On 2012-07-12, at 11:13 AM, Peter Murray-Rust wrote:

I am not against green OA - I am arguing that the OA community should unite and 
take decisive action.

Comment: I agree and disagree. May I suggest that the OA community should work 
in tandem with mutual respect rather than attempting to unite? There is no 
one-size-fits all. Here are some reasons.

I would argue that it is the communities of scholars, publishers, and 
librarians, working both separately and together, that need to take action. 
Physics has provided us with one model, first with arXiv and now with SCOAP3. 
Medicine has given us another, with the PubMedCentral International initiative. 
Economics has RePEC, an interesting initiative that builds on institutional 
repositories to build a discipline-focused service. Timothy Gowers and 
colleagues are leading the way in the field of mathematics. 

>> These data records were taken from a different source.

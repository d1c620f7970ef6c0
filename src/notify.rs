//! Notifications
//!
//! Transient toasts. Every surfaced error and every confirmed write ends up
//! here; each toast dismisses itself after the configured lifetime.

use gloo_timers::future::TimeoutFuture;
use leptos::prelude::*;
use leptos::task::spawn_local;

use crate::error::{ApiError, ErrorKind};

/// Oldest toasts are dropped beyond this
pub const MAX_VISIBLE: usize = 4;

#[derive(Debug, Clone, Copy, PartialEq, Eq)]
pub enum ToastLevel {
    Success,
    Info,
    Error,
}

impl ToastLevel {
    pub fn css_class(&self) -> &'static str {
        match self {
            Self::Success => "toast toast-success",
            Self::Info => "toast toast-info",
            Self::Error => "toast toast-error",
        }
    }
}

#[derive(Debug, Clone, PartialEq)]
pub struct Toast {
    pub id: u32,
    pub level: ToastLevel,
    pub message: String,
}

/// Ordered toasts, oldest first
#[derive(Debug, Clone, Default, PartialEq)]
pub struct ToastQueue {
    items: Vec<Toast>,
    next_id: u32,
}

impl ToastQueue {
    pub fn push(&mut self, level: ToastLevel, message: impl Into<String>) -> u32 {
        self.next_id = self.next_id.wrapping_add(1);
        let id = self.next_id;
        self.items.push(Toast { id, level, message: message.into() });
        if self.items.len() > MAX_VISIBLE {
            let overflow = self.items.len() - MAX_VISIBLE;
            self.items.drain(..overflow);
        }
        id
    }

    pub fn dismiss(&mut self, id: u32) {
        self.items.retain(|toast| toast.id != id);
    }

    pub fn items(&self) -> &[Toast] {
        &self.items
    }
}

/// Title shown above an error message
pub fn error_title(error: &ApiError) -> &'static str {
    match error.kind() {
        ErrorKind::Validation => "Invalid input",
        ErrorKind::Auth => "Not allowed",
        ErrorKind::NotFound => "Not found",
        ErrorKind::Server => "Server error",
        ErrorKind::Transport => "Connection problem",
    }
}

/// Reactive handle to the toast queue
#[derive(Clone, Copy)]
pub struct Notifier {
    queue: RwSignal<ToastQueue>,
    ttl_ms: u32,
}

impl Notifier {
    pub fn new(ttl_ms: u32) -> Self {
        Self { queue: RwSignal::new(ToastQueue::default()), ttl_ms }
    }

    pub fn toasts(&self) -> Vec<Toast> {
        self.queue.with(|q| q.items().to_vec())
    }

    pub fn push(&self, level: ToastLevel, message: impl Into<String>) {
        let mut id = 0;
        self.queue.update(|q| id = q.push(level, message));

        let queue = self.queue;
        let ttl = self.ttl_ms;
        spawn_local(async move {
            TimeoutFuture::new(ttl).await;
            queue.update(|q| q.dismiss(id));
        });
    }

    pub fn success(&self, message: impl Into<String>) {
        self.push(ToastLevel::Success, message);
    }

    pub fn info(&self, message: impl Into<String>) {
        self.push(ToastLevel::Info, message);
    }

    pub fn error(&self, error: &ApiError) {
        self.push(ToastLevel::Error, format!("{}: {}", error_title(error), error));
    }

    pub fn dismiss(&self, id: u32) {
        self.queue.update(|q| q.dismiss(id));
    }
}

#[cfg(test)]
mod tests {
    use super::*;
    use serde_json::Value;

    #[test]
    fn test_queue_keeps_newest() {
        let mut queue = ToastQueue::default();
        for n in 0..6 {
            queue.push(ToastLevel::Info, format!("msg {n}"));
        }
        let messages: Vec<&str> = queue.items().iter().map(|t| t.message.as_str()).collect();
        assert_eq!(messages, ["msg 2", "msg 3", "msg 4", "msg 5"]);
    }

    #[test]
    fn test_dismiss_by_id() {
        let mut queue = ToastQueue::default();
        let first = queue.push(ToastLevel::Success, "saved");
        let second = queue.push(ToastLevel::Error, "failed");
        assert_ne!(first, second);

        queue.dismiss(first);
        assert_eq!(queue.items().len(), 1);
        assert_eq!(queue.items()[0].id, second);

        queue.dismiss(999);
        assert_eq!(queue.items().len(), 1);
    }

    #[test]
    fn test_error_titles() {
        assert_eq!(error_title(&ApiError::validation("x")), "Invalid input");
        assert_eq!(error_title(&ApiError::from_response(403, &Value::Null)), "Not allowed");
        assert_eq!(error_title(&ApiError::transport("Failed to fetch")), "Connection problem");
    }
}
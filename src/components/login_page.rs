//! Login Page Component
//!
//! Username/password form. On success the browsing-session flag is set by
//! the session store and the user is sent to `returnUrl` or the deal list.

use leptos::prelude::*;
use leptos::task::spawn_local;

use crate::api;
use crate::context::use_app_context;
use crate::routes::Route;
use crate::store::{store_clear, use_app_store};

#[component]
pub fn LoginPage(return_url: Option<String>) -> impl IntoView {
    let ctx = use_app_context();
    let store = use_app_store();

    let (username, set_username) = signal(String::new());
    let (password, set_password) = signal(String::new());
    let (error, set_error) = signal::<Option<String>>(None);
    let (submitting, set_submitting) = signal(false);

    let target = StoredValue::new(return_url.clone());

    // Already signed in and sent here with a destination: go straight there
    if let Some(url) = return_url {
        if ctx.session().is_authenticated() {
            tracing::info!(return_url = %url, "already authenticated, returning");
            ctx.navigate(Route::parse(&url));
        }
    }

    let on_submit = move |ev: web_sys::SubmitEvent| {
        ev.prevent_default();
        if submitting.get() {
            return;
        }
        let user = username.get();
        let pass = password.get();
        set_error.set(None);
        set_submitting.set(true);

        spawn_local(async move {
            match api::login(&ctx.client(), &user, &pass).await {
                Ok(logged_in) => {
                    store_clear(&store);
                    ctx.session_changed();
                    ctx.notifier.success(format!("Welcome, {}", logged_in.username));
                    let destination = target
                        .get_value()
                        .map(|url| Route::parse(&url))
                        .filter(|route| route.is_protected())
                        .unwrap_or(Route::Deals);
                    ctx.navigate(destination);
                }
                Err(e) => {
                    set_error.set(Some(e.to_string()));
                    set_password.set(String::new());
                }
            }
            set_submitting.set(false);
        });
    };

    view! {
        <div class="login-page">
            <form class="login-form" on:submit=on_submit>
                <h1>"Deal Pipeline"</h1>
                <p class="login-subtitle">"Sign in to continue"</p>

                {move || error.get().map(|message| view! {
                    <div class="form-error">{message}</div>
                })}

                <label>
                    "Username"
                    <input
                        type="text"
                        autocomplete="username"
                        prop:value=move || username.get()
                        on:input=move |ev| set_username.set(event_target_value(&ev))
                    />
                </label>
                <label>
                    "Password"
                    <input
                        type="password"
                        autocomplete="current-password"
                        prop:value=move || password.get()
                        on:input=move |ev| set_password.set(event_target_value(&ev))
                    />
                </label>

                <button type="submit" class="primary-btn" disabled=move || submitting.get()>
                    {move || if submitting.get() { "Signing in..." } else { "Sign in" }}
                </button>
            </form>
        </div>
    }
}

In Canada, librarians and publishers have come together in the Synergies 
project which has helped many scholarly journals to develop an online presence 
and made open access an easier choice.  In Canada and many other countries, 
academic publishing is not a profitable venture, and so scholarly journals have 
been subsidized by the government. I think it was Leslie Chan & Jean-Claude 
Guedon who helped the funder, SSHRC, develop an Aid to Open Access Journals 
program. Latin American countries are somewhat similar in this respect 
(scholarly publishing is not about the profits); I would argue that this is one 
of the reasons why this region has been able to go straight for gold. The 
situation is very different where the for-profit companies are at home and have 
more ability to lobby effectively, such as the UK and the US. Here, it is 
probably necessary to start with green. 

Strong open access policies are important - as Harnad pointed out, these need 
to be green, involve immediate deposit even if access is delayed, and 
accomodate the "almost-OA" researcher-mediated sharing. We should continue to 
push on these lines. However, I would also argue that ultimately what needs to 
happen is a careful, thoughtful transition of revenue from toll to open access. 
The Compact on Open Access Publishing Equity is doing good work in this area 
and is worthy of support.

There are so many open access initiatives today that are worthy of support I 
can only apologize for the many that I am omitting.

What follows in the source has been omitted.